The first is that it’s Groundhog Day, endlessly repeating slight variations on the same joke about an overbearing Mom and the plucky daughter who rolls her eyes and finds ways to live with it because, well, it’s Mom.
The second is that it captures a deep fundamental truth, wrapped in knowing comedy, that guys like me aren’t meant to get because there’s something about the mother/daughter bond we can never fully understand.
Great News, whose producers include Tina Fey, features Andrea Martin (top) as Carol Wendelson and Briga Heelan (top) as her daughter Katie.
Katie works as a producer for a fictional New York cable news network. After three years, she’s having trouble being taken seriously by her boss, executive producer Greg (Adam Campbell).

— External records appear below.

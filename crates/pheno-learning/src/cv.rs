//! Stratified k-fold cross-validation.
//!
//! Folds are built without shuffling: classes are encoded in order of first
//! appearance, the sorted encoded labels are dealt round-robin into `k`
//! buckets to get per-fold class counts, and each class's rows (in data order)
//! are then assigned to folds in contiguous runs of those counts. Every fold
//! therefore holds close to `1/k` of each class.

use crate::error::{LearningError, Result};
use crate::estimator::Classifier;
use ndarray::{Array2, Axis};
use rayon::prelude::*;
use std::collections::HashMap;
use tracing::{debug, warn};

/// Default number of folds.
pub const DEFAULT_N_SPLITS: usize = 10;

/// Row indices of one fold. Both lists are ascending.
#[derive(Debug, Clone, PartialEq, Eq)]
pub struct Fold {
    pub train: Vec<usize>,
    pub test: Vec<usize>,
}

/// Unshuffled stratified k-fold splitter.
#[derive(Debug, Clone, Copy, PartialEq, Eq)]
pub struct StratifiedKFold {
    n_splits: usize,
}

impl Default for StratifiedKFold {
    fn default() -> Self {
        Self::new(DEFAULT_N_SPLITS)
    }
}

impl StratifiedKFold {
    pub fn new(n_splits: usize) -> Self {
        Self { n_splits }
    }

    pub fn n_splits(&self) -> usize {
        self.n_splits
    }

    /// Fold id of every row.
    pub fn test_folds(&self, y: &[String]) -> Result<Vec<usize>> {
        let k = self.n_splits;
        if k < 2 {
            return Err(LearningError::InvalidConfig(format!(
                "number of folds must be at least 2, got {k}"
            )));
        }
        if k > y.len() {
            return Err(LearningError::InvalidConfig(format!(
                "cannot make {k} folds from {} samples",
                y.len()
            )));
        }

        let mut codes: HashMap<&str, usize> = HashMap::new();
        let encoded: Vec<usize> = y
            .iter()
            .map(|label| {
                let next = codes.len();
                *codes.entry(label.as_str()).or_insert(next)
            })
            .collect();
        let n_classes = codes.len();

        let mut class_counts = vec![0usize; n_classes];
        for &c in &encoded {
            class_counts[c] += 1;
        }
        if class_counts.iter().all(|&count| count < k) {
            return Err(LearningError::InvalidConfig(format!(
                "{k} folds exceed the number of members of every class"
            )));
        }
        if let Some(&smallest) = class_counts.iter().min() {
            if smallest < k {
                warn!(
                    "The least populated class has only {} members, fewer than {} folds",
                    smallest, k
                );
            }
        }

        let mut sorted = encoded.clone();
        sorted.sort_unstable();
        // allocation[fold][class]
        let mut allocation = vec![vec![0usize; n_classes]; k];
        for (position, &c) in sorted.iter().enumerate() {
            allocation[position % k][c] += 1;
        }

        let mut fold_runs: Vec<std::vec::IntoIter<usize>> = (0..n_classes)
            .map(|c| {
                (0..k)
                    .flat_map(|fold| std::iter::repeat_n(fold, allocation[fold][c]))
                    .collect::<Vec<_>>()
                    .into_iter()
            })
            .collect();

        encoded
            .iter()
            .map(|&c| {
                fold_runs[c].next().ok_or_else(|| {
                    LearningError::InvalidData("fold allocation is inconsistent".to_string())
                })
            })
            .collect()
    }

    /// Train/test indices for every fold.
    pub fn split(&self, y: &[String]) -> Result<Vec<Fold>> {
        let test_folds = self.test_folds(y)?;
        let folds: Vec<Fold> = (0..self.n_splits)
            .map(|fold| {
                let (test, train): (Vec<usize>, Vec<usize>) =
                    (0..y.len()).partition(|&i| test_folds[i] == fold);
                Fold { train, test }
            })
            .collect();

        if let Some(empty) = folds.iter().position(|f| f.test.is_empty()) {
            return Err(LearningError::InvalidData(format!("fold {empty} is empty")));
        }
        Ok(folds)
    }
}

/// Per-fold scores and the estimators fitted on each fold.
#[derive(Debug, Clone)]
pub struct CvResults<C> {
    /// Held-out accuracy per fold.
    pub test_scores: Vec<f64>,
    pub estimators: Vec<C>,
}

impl<C> CvResults<C> {
    pub fn mean_score(&self) -> f64 {
        if self.test_scores.is_empty() {
            return 0.0;
        }
        self.test_scores.iter().sum::<f64>() / self.test_scores.len() as f64
    }
}

fn subset(x: &Array2<f64>, y: &[String], rows: &[usize]) -> (Array2<f64>, Vec<String>) {
    (
        x.select(Axis(0), rows),
        rows.iter().map(|&i| y[i].clone()).collect(),
    )
}

fn check_lengths(x: &Array2<f64>, y: &[String]) -> Result<()> {
    if x.nrows() != y.len() {
        return Err(LearningError::InvalidData(format!(
            "feature matrix has {} rows but {} labels were given",
            x.nrows(),
            y.len()
        )));
    }
    Ok(())
}

/// Fit one clone of `estimator` per fold and score it on the held-out rows.
pub fn cross_validate<C: Classifier>(
    estimator: &C,
    x: &Array2<f64>,
    y: &[String],
    cv: &StratifiedKFold,
) -> Result<CvResults<C>> {
    check_lengths(x, y)?;
    let folds = cv.split(y)?;

    let fitted: Vec<(f64, C)> = folds
        .par_iter()
        .map(|fold| {
            let (x_train, y_train) = subset(x, y, &fold.train);
            let (x_test, y_test) = subset(x, y, &fold.test);
            let mut model = estimator.clone();
            model.fit(&x_train, &y_train)?;
            let score = model.score(&x_test, &y_test)?;
            Ok((score, model))
        })
        .collect::<Result<_>>()?;

    let (test_scores, estimators): (Vec<f64>, Vec<C>) = fitted.into_iter().unzip();
    debug!("Cross-validation scores: {:?}", test_scores);
    Ok(CvResults {
        test_scores,
        estimators,
    })
}

/// Out-of-fold prediction for every row, aligned with `y`.
pub fn cross_val_predict<C: Classifier>(
    estimator: &C,
    x: &Array2<f64>,
    y: &[String],
    cv: &StratifiedKFold,
) -> Result<Vec<String>> {
    check_lengths(x, y)?;
    let folds = cv.split(y)?;

    let per_fold: Vec<(Vec<usize>, Vec<String>)> = folds
        .par_iter()
        .map(|fold| {
            let (x_train, y_train) = subset(x, y, &fold.train);
            let x_test = x.select(Axis(0), &fold.test);
            let mut model = estimator.clone();
            model.fit(&x_train, &y_train)?;
            Ok((fold.test.clone(), model.predict(&x_test)?))
        })
        .collect::<Result<_>>()?;

    let mut predictions = vec![String::new(); y.len()];
    for (rows, labels) in per_fold {
        for (row, label) in rows.into_iter().zip(labels) {
            predictions[row] = label;
        }
    }
    Ok(predictions)
}

#[cfg(test)]
mod tests {
    use super::*;
    use pretty_assertions::assert_eq;

    fn labels(values: &[&str]) -> Vec<String> {
        values.iter().map(|s| s.to_string()).collect()
    }

    /// Predicts the most frequent training label.
    #[derive(Debug, Clone, Default)]
    struct Majority {
        label: Option<String>,
    }

    impl Classifier for Majority {
        fn fit(&mut self, _x: &Array2<f64>, y: &[String]) -> Result<()> {
            let mut counts: HashMap<&String, usize> = HashMap::new();
            for label in y {
                *counts.entry(label).or_default() += 1;
            }
            self.label = counts
                .into_iter()
                .max_by(|a, b| a.1.cmp(&b.1).then(b.0.cmp(a.0)))
                .map(|(label, _)| label.clone());
            Ok(())
        }

        fn predict(&self, x: &Array2<f64>) -> Result<Vec<String>> {
            let label = self.label.clone().ok_or(LearningError::NotFitted)?;
            Ok(vec![label; x.nrows()])
        }
    }

    // =========================================================================
    // Fold assignment
    // =========================================================================

    #[test]
    fn test_folds_are_stratified() {
        let y = labels(&["a", "a", "a", "a", "b", "b", "b", "b"]);
        let folds = StratifiedKFold::new(2).split(&y).unwrap();

        assert_eq!(folds[0].test, vec![0, 1, 4, 5]);
        assert_eq!(folds[1].test, vec![2, 3, 6, 7]);
        assert_eq!(folds[0].train, vec![2, 3, 6, 7]);
    }

    #[test]
    fn test_uneven_classes_match_round_robin_allocation() {
        // sorted codes [0,0,0,0,0,1,1,1] dealt into 3 buckets:
        // fold0 gets 2 of a and 1 of b, fold1 2 of a and 1 of b, fold2 1 of a and 1 of b
        let y = labels(&["a", "b", "a", "a", "b", "a", "b", "a"]);
        let folds = StratifiedKFold::new(3).test_folds(&y).unwrap();
        assert_eq!(folds, vec![0, 0, 0, 1, 1, 1, 2, 2]);
    }

    #[test]
    fn test_every_row_tested_once() {
        let y: Vec<String> = (0..37).map(|i| format!("c{}", i % 4)).collect();
        let folds = StratifiedKFold::new(10).split(&y).unwrap();

        let mut seen: Vec<usize> = folds.iter().flat_map(|f| f.test.clone()).collect();
        seen.sort_unstable();
        assert_eq!(seen, (0..37).collect::<Vec<_>>());
        for fold in &folds {
            assert_eq!(fold.train.len() + fold.test.len(), 37);
        }
    }

    #[test]
    fn test_invalid_fold_counts() {
        let y = labels(&["a", "b", "a", "b"]);
        assert!(matches!(
            StratifiedKFold::new(1).split(&y),
            Err(LearningError::InvalidConfig(_))
        ));
        assert!(matches!(
            StratifiedKFold::new(5).split(&y),
            Err(LearningError::InvalidConfig(_))
        ));
        assert!(matches!(
            StratifiedKFold::new(3).split(&y),
            Err(LearningError::InvalidConfig(_))
        ));
    }

    // =========================================================================
    // Cross-validation
    // =========================================================================

    #[test]
    fn test_cross_validate_returns_one_estimator_per_fold() {
        let x = Array2::zeros((6, 1));
        let y = labels(&["a", "a", "a", "a", "b", "b"]);
        let results =
            cross_validate(&Majority::default(), &x, &y, &StratifiedKFold::new(2)).unwrap();

        assert_eq!(results.estimators.len(), 2);
        assert_eq!(results.test_scores.len(), 2);
        assert!((0.0..=1.0).contains(&results.mean_score()));
    }

    #[test]
    fn test_cross_val_predict_aligns_with_rows() {
        let x = Array2::zeros((6, 1));
        let y = labels(&["a", "a", "a", "a", "b", "b"]);
        let predictions =
            cross_val_predict(&Majority::default(), &x, &y, &StratifiedKFold::new(2)).unwrap();
        assert_eq!(predictions, vec!["a"; 6]);
    }

    #[test]
    fn test_length_mismatch() {
        let x = Array2::zeros((3, 1));
        let y = labels(&["a", "b"]);
        assert!(matches!(
            cross_validate(&Majority::default(), &x, &y, &StratifiedKFold::new(2)),
            Err(LearningError::InvalidData(_))
        ));
    }
}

Greg, in turn, has his hands full trying to control his anchor team, old-school veteran Chuck Pierce (John Michael Higgins, right) and hip young Portia (Nicole Richie, right), who have very different ideas what viewers want in a newscast these days.
They’re entertaining. Think Ted Knight meets TMZ. But they’re not what the show is about. That would be Carol and Katie.

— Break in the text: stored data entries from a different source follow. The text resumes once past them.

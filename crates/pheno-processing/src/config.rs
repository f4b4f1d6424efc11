//! Configuration types for loading and partitioning feature tables.
//!
//! This module provides configuration options using the builder pattern
//! for flexible and ergonomic setup. The defaults reproduce the MitoCheck
//! labeling conventions: `ADCCM` is excluded and the legacy `Shape1`/`Shape3`
//! labels are folded into `Binuclear`/`Polylobed`.

use serde::{Deserialize, Serialize};

/// Default name of the phenotypic class label column.
pub const DEFAULT_LABEL_COLUMN: &str = "Mitocheck_Phenotypic_Class";

/// Default name of the replicate group (plate map) column.
pub const DEFAULT_REPLICATE_COLUMN: &str = "Metadata_Plate_Map_Name";

/// Default name of the row index column.
pub const DEFAULT_INDEX_COLUMN: &str = "index";

/// Class that is dropped before any classification.
pub const DEFAULT_EXCLUDED_CLASS: &str = "ADCCM";

/// Configuration describing the layout and labeling of a feature table.
///
/// Use [`DatasetConfig::builder()`] to create a new configuration
/// with fluent API.
///
/// # Example
///
/// ```rust
/// use pheno_processing::config::DatasetConfig;
///
/// let config = DatasetConfig::builder()
///     .label_column("Mitocheck_Phenotypic_Class")
///     .shuffle_seed(0)
///     .build()
///     .unwrap();
/// assert_eq!(config.excluded_class.as_deref(), Some("ADCCM"));
/// ```
#[derive(Debug, Clone, PartialEq, Serialize, Deserialize)]
pub struct DatasetConfig {
    /// Column holding the phenotypic class label.
    /// Default: "Mitocheck_Phenotypic_Class"
    pub label_column: String,

    /// Column identifying the replicate group (unit of holdout partitioning).
    /// Default: "Metadata_Plate_Map_Name"
    pub replicate_column: String,

    /// Column holding the row index. Generated when absent from the table.
    /// Default: "index"
    pub index_column: String,

    /// Class whose rows are dropped entirely.
    /// Default: Some("ADCCM")
    pub excluded_class: Option<String>,

    /// Legacy label → canonical label pairs.
    /// Default: Shape1 → Binuclear, Shape3 → Polylobed
    pub label_remaps: Vec<(String, String)>,

    /// Seed of the joint row shuffle performed during feature extraction.
    /// Default: 0
    pub shuffle_seed: u64,
}

impl Default for DatasetConfig {
    fn default() -> Self {
        Self {
            label_column: DEFAULT_LABEL_COLUMN.to_string(),
            replicate_column: DEFAULT_REPLICATE_COLUMN.to_string(),
            index_column: DEFAULT_INDEX_COLUMN.to_string(),
            excluded_class: Some(DEFAULT_EXCLUDED_CLASS.to_string()),
            label_remaps: default_label_remaps(),
            shuffle_seed: 0,
        }
    }
}

fn default_label_remaps() -> Vec<(String, String)> {
    vec![
        ("Shape1".to_string(), "Binuclear".to_string()),
        ("Shape3".to_string(), "Polylobed".to_string()),
    ]
}

impl DatasetConfig {
    /// Create a new configuration builder.
    pub fn builder() -> DatasetConfigBuilder {
        DatasetConfigBuilder::default()
    }

    /// Validate the configuration and return errors if invalid.
    pub fn validate(&self) -> Result<(), ConfigValidationError> {
        for (field, value) in [
            ("label_column", &self.label_column),
            ("replicate_column", &self.replicate_column),
            ("index_column", &self.index_column),
        ] {
            if value.trim().is_empty() {
                return Err(ConfigValidationError::EmptyColumnName(field.to_string()));
            }
        }

        // A remap target must not itself be remapped, otherwise the remap is
        // order dependent and not idempotent.
        for (_, target) in &self.label_remaps {
            if self.label_remaps.iter().any(|(legacy, _)| legacy == target) {
                return Err(ConfigValidationError::ChainedRemap(target.clone()));
            }
            if self.excluded_class.as_deref() == Some(target.as_str()) {
                return Err(ConfigValidationError::RemapToExcluded(target.clone()));
            }
        }

        Ok(())
    }
}

/// Errors that can occur during configuration validation.
#[derive(Debug, thiserror::Error)]
pub enum ConfigValidationError {
    #[error("Column name for '{0}' must not be empty")]
    EmptyColumnName(String),

    #[error("Label '{0}' is both a remap target and a remap source")]
    ChainedRemap(String),

    #[error("Label '{0}' is remapped onto the excluded class")]
    RemapToExcluded(String),

    #[error("Invalid test fraction: {0} (must be between 0.0 and 1.0, exclusive)")]
    InvalidTestFraction(f64),
}

/// Builder for [`DatasetConfig`] with fluent API.
#[derive(Debug, Default)]
pub struct DatasetConfigBuilder {
    label_column: Option<String>,
    replicate_column: Option<String>,
    index_column: Option<String>,
    excluded_class: Option<Option<String>>,
    label_remaps: Option<Vec<(String, String)>>,
    shuffle_seed: Option<u64>,
}

impl DatasetConfigBuilder {
    /// Set the label column name.
    pub fn label_column(mut self, column: impl Into<String>) -> Self {
        self.label_column = Some(column.into());
        self
    }

    /// Set the replicate group column name.
    pub fn replicate_column(mut self, column: impl Into<String>) -> Self {
        self.replicate_column = Some(column.into());
        self
    }

    /// Set the row index column name.
    pub fn index_column(mut self, column: impl Into<String>) -> Self {
        self.index_column = Some(column.into());
        self
    }

    /// Set the class that is dropped before classification.
    pub fn excluded_class(mut self, class: impl Into<String>) -> Self {
        self.excluded_class = Some(Some(class.into()));
        self
    }

    /// Keep every class.
    pub fn no_excluded_class(mut self) -> Self {
        self.excluded_class = Some(None);
        self
    }

    /// Add a legacy → canonical label remap.
    ///
    /// The first call replaces the default remaps.
    pub fn remap_label(mut self, legacy: impl Into<String>, canonical: impl Into<String>) -> Self {
        self.label_remaps
            .get_or_insert_with(Vec::new)
            .push((legacy.into(), canonical.into()));
        self
    }

    /// Set the seed of the joint row shuffle.
    pub fn shuffle_seed(mut self, seed: u64) -> Self {
        self.shuffle_seed = Some(seed);
        self
    }

    /// Build the configuration, validating all values.
    pub fn build(self) -> Result<DatasetConfig, ConfigValidationError> {
        let defaults = DatasetConfig::default();
        let config = DatasetConfig {
            label_column: self.label_column.unwrap_or(defaults.label_column),
            replicate_column: self.replicate_column.unwrap_or(defaults.replicate_column),
            index_column: self.index_column.unwrap_or(defaults.index_column),
            excluded_class: self.excluded_class.unwrap_or(defaults.excluded_class),
            label_remaps: self.label_remaps.unwrap_or(defaults.label_remaps),
            shuffle_seed: self.shuffle_seed.unwrap_or(defaults.shuffle_seed),
        };

        config.validate()?;
        Ok(config)
    }
}

/// Configuration for train/test/holdout partitioning.
#[derive(Debug, Clone, PartialEq, Serialize, Deserialize)]
pub struct SplitConfig {
    /// Number of whole replicate groups moved to the holdout partition.
    /// Default: 5
    pub holdout_groups: usize,

    /// Fraction of the non-holdout rows assigned to the test partition,
    /// stratified by label.
    /// Default: 0.15
    pub test_fraction: f64,

    /// Seed for group selection and the stratified test split.
    /// Default: 0
    pub seed: u64,
}

impl Default for SplitConfig {
    fn default() -> Self {
        Self {
            holdout_groups: 5,
            test_fraction: 0.15,
            seed: 0,
        }
    }
}

impl SplitConfig {
    /// Create a new configuration builder.
    pub fn builder() -> SplitConfigBuilder {
        SplitConfigBuilder::default()
    }

    /// Validate the configuration and return errors if invalid.
    pub fn validate(&self) -> Result<(), ConfigValidationError> {
        if !(self.test_fraction > 0.0 && self.test_fraction < 1.0) {
            return Err(ConfigValidationError::InvalidTestFraction(
                self.test_fraction,
            ));
        }
        Ok(())
    }
}

/// Builder for [`SplitConfig`] with fluent API.
#[derive(Debug, Default)]
pub struct SplitConfigBuilder {
    holdout_groups: Option<usize>,
    test_fraction: Option<f64>,
    seed: Option<u64>,
}

impl SplitConfigBuilder {
    /// Set the number of replicate groups held out.
    pub fn holdout_groups(mut self, n: usize) -> Self {
        self.holdout_groups = Some(n);
        self
    }

    /// Set the test fraction of the non-holdout rows.
    pub fn test_fraction(mut self, fraction: f64) -> Self {
        self.test_fraction = Some(fraction);
        self
    }

    /// Set the random seed.
    pub fn seed(mut self, seed: u64) -> Self {
        self.seed = Some(seed);
        self
    }

    /// Build the configuration, validating all values.
    pub fn build(self) -> Result<SplitConfig, ConfigValidationError> {
        let defaults = SplitConfig::default();
        let config = SplitConfig {
            holdout_groups: self.holdout_groups.unwrap_or(defaults.holdout_groups),
            test_fraction: self.test_fraction.unwrap_or(defaults.test_fraction),
            seed: self.seed.unwrap_or(defaults.seed),
        };

        config.validate()?;
        Ok(config)
    }
}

Carol and Katie talk on the phone when Katie wakes up, while Katie gets ready for work, while Katie walks to work and as soon as Katie gets to work. Yes, that’s right – all this before Katie’s day really begins.
It should be added that Martin and Heelan play these roles wonderfully. Within the first five minutes of the first episode, we understand that this is a show about a mother who wants to live in every corner of her daughter’s life, and has no clue how far she takes it over the top.

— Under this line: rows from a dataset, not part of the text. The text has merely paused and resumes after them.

//! Feature table loading and label cleaning.
//!
//! Tables are read with polars (gzip-compressed CSV is accepted transparently),
//! given a row index column, and cleaned:
//!
//! - rows carrying the excluded class are dropped,
//! - legacy class labels are renamed to their canonical equivalents.
//!
//! Both steps are idempotent, so cleaning an already-clean table is a no-op.

use crate::config::DatasetConfig;
use crate::error::{ProcessingError, Result, ResultExt};
use crate::utils::{has_column, require_column};
use polars::prelude::*;
use std::path::Path;
use tracing::{debug, info};

/// Load a labeled feature table from CSV and clean its labels.
///
/// # Errors
///
/// - [`ProcessingError::FileNotFound`] when `path` does not exist
/// - [`ProcessingError::ColumnNotFound`] when the label column is missing
/// - [`ProcessingError::Polars`] when the CSV is malformed
pub fn load_features(path: impl AsRef<Path>, config: &DatasetConfig) -> Result<DataFrame> {
    let path = path.as_ref();
    info!("Loading feature table from: {}", path.display());

    let df = read_delimited(path, b',')?;
    let df = ensure_index_column(df, config)?;
    let df = clean_labels(df, config)?;

    info!("Feature table loaded: {:?}", df.shape());
    Ok(df)
}

/// Read a delimited text file with a header row.
pub fn read_delimited(path: &Path, separator: u8) -> Result<DataFrame> {
    if !path.exists() {
        return Err(ProcessingError::FileNotFound(path.display().to_string()));
    }

    CsvReadOptions::default()
        .with_has_header(true)
        .with_infer_schema_length(Some(10_000))
        .with_parse_options(CsvParseOptions::default().with_separator(separator))
        .try_into_reader_with_file_path(Some(path.to_path_buf()))
        .context(format!("Failed to open '{}'", path.display()))?
        .finish()
        .context(format!("Failed to parse '{}'", path.display()))
}

/// Make sure the table carries the configured index column.
///
/// A pandas export stores its index as an unnamed first column; that column
/// is renamed. Otherwise a zero-based row index is generated.
pub fn ensure_index_column(mut df: DataFrame, config: &DatasetConfig) -> Result<DataFrame> {
    let index = config.index_column.as_str();
    if has_column(&df, index) {
        return Ok(df);
    }

    let first = df
        .get_column_names()
        .first()
        .map(|name| name.to_string());

    match first {
        Some(name) if name.is_empty() => {
            debug!("Using unnamed first column as '{}'", index);
            df.rename(&name, index.into())?;
            Ok(df)
        }
        _ => {
            debug!("Generating row index column '{}'", index);
            Ok(df.with_row_index(index.into(), None)?)
        }
    }
}

/// Drop the excluded class and rename legacy labels.
pub fn clean_labels(df: DataFrame, config: &DatasetConfig) -> Result<DataFrame> {
    let label = config.label_column.as_str();
    require_column(&df, label)?;
    let rows_before = df.height();

    let mut lf = df
        .lazy()
        .with_column(col(label).cast(DataType::String));

    if let Some(excluded) = &config.excluded_class {
        lf = lf.filter(col(label).neq_missing(lit(excluded.as_str())));
    }

    let mut relabeled = col(label);
    for (legacy, canonical) in &config.label_remaps {
        relabeled = when(col(label).eq(lit(legacy.as_str())))
            .then(lit(canonical.as_str()))
            .otherwise(relabeled);
    }

    let cleaned = lf
        .with_column(relabeled.alias(label))
        .collect()
        .context("Failed to clean labels")?;

    debug!(
        "Dropped {} rows of excluded class {:?}",
        rows_before - cleaned.height(),
        config.excluded_class
    );
    Ok(cleaned)
}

By the end of the first episode, Carol has found a way to get even closer. She lands a job at Katie’s network as an intern.
Did we mention that Carol has no filters? No intimate detail of Katie’s life is now safe from being spilled in a casual conversation between Carol and Katie’s coworkers.
And that’s really all you need to know about Great News. It’s Katie trying to find her own life while not losing the most important person in it.
It’s a mother/daughter joke, often knowing and amusing, told over and over and over.
In some ways, Great News has gone into repeats by the end of the first episode.
The Carol-and-Katie drama is so central, in fact, that the handful of ancillary gags feel almost out of place. Carol’s husband, at least in the early going, is a pure cartoon. The first episode includes an extended weight joke, which may be designed to establish a character and the premise that “nothing here is sacred,” but still feels vaguely uncomfortable.
In any case, an overinvolved and sometimes tone-deaf Mom is hardly a new TV character. Exaggerating her into a sitcom persona can even be a way to make the point that in real life, maternal smothering sometimes isn’t good for either party.
But Great News isn’t a public service message. More often, as with some past Fey-related productions, it feels like a series of sketches stitched together into a show.
That technique isn’t done badly here, but it’s still a technique, and when the sketches start to feel like different routes to the same punchline, after a while it gets less interesting.
Unless.
Unless, perhaps, millions of mothers and daughters understand it on a level the rest of us never will.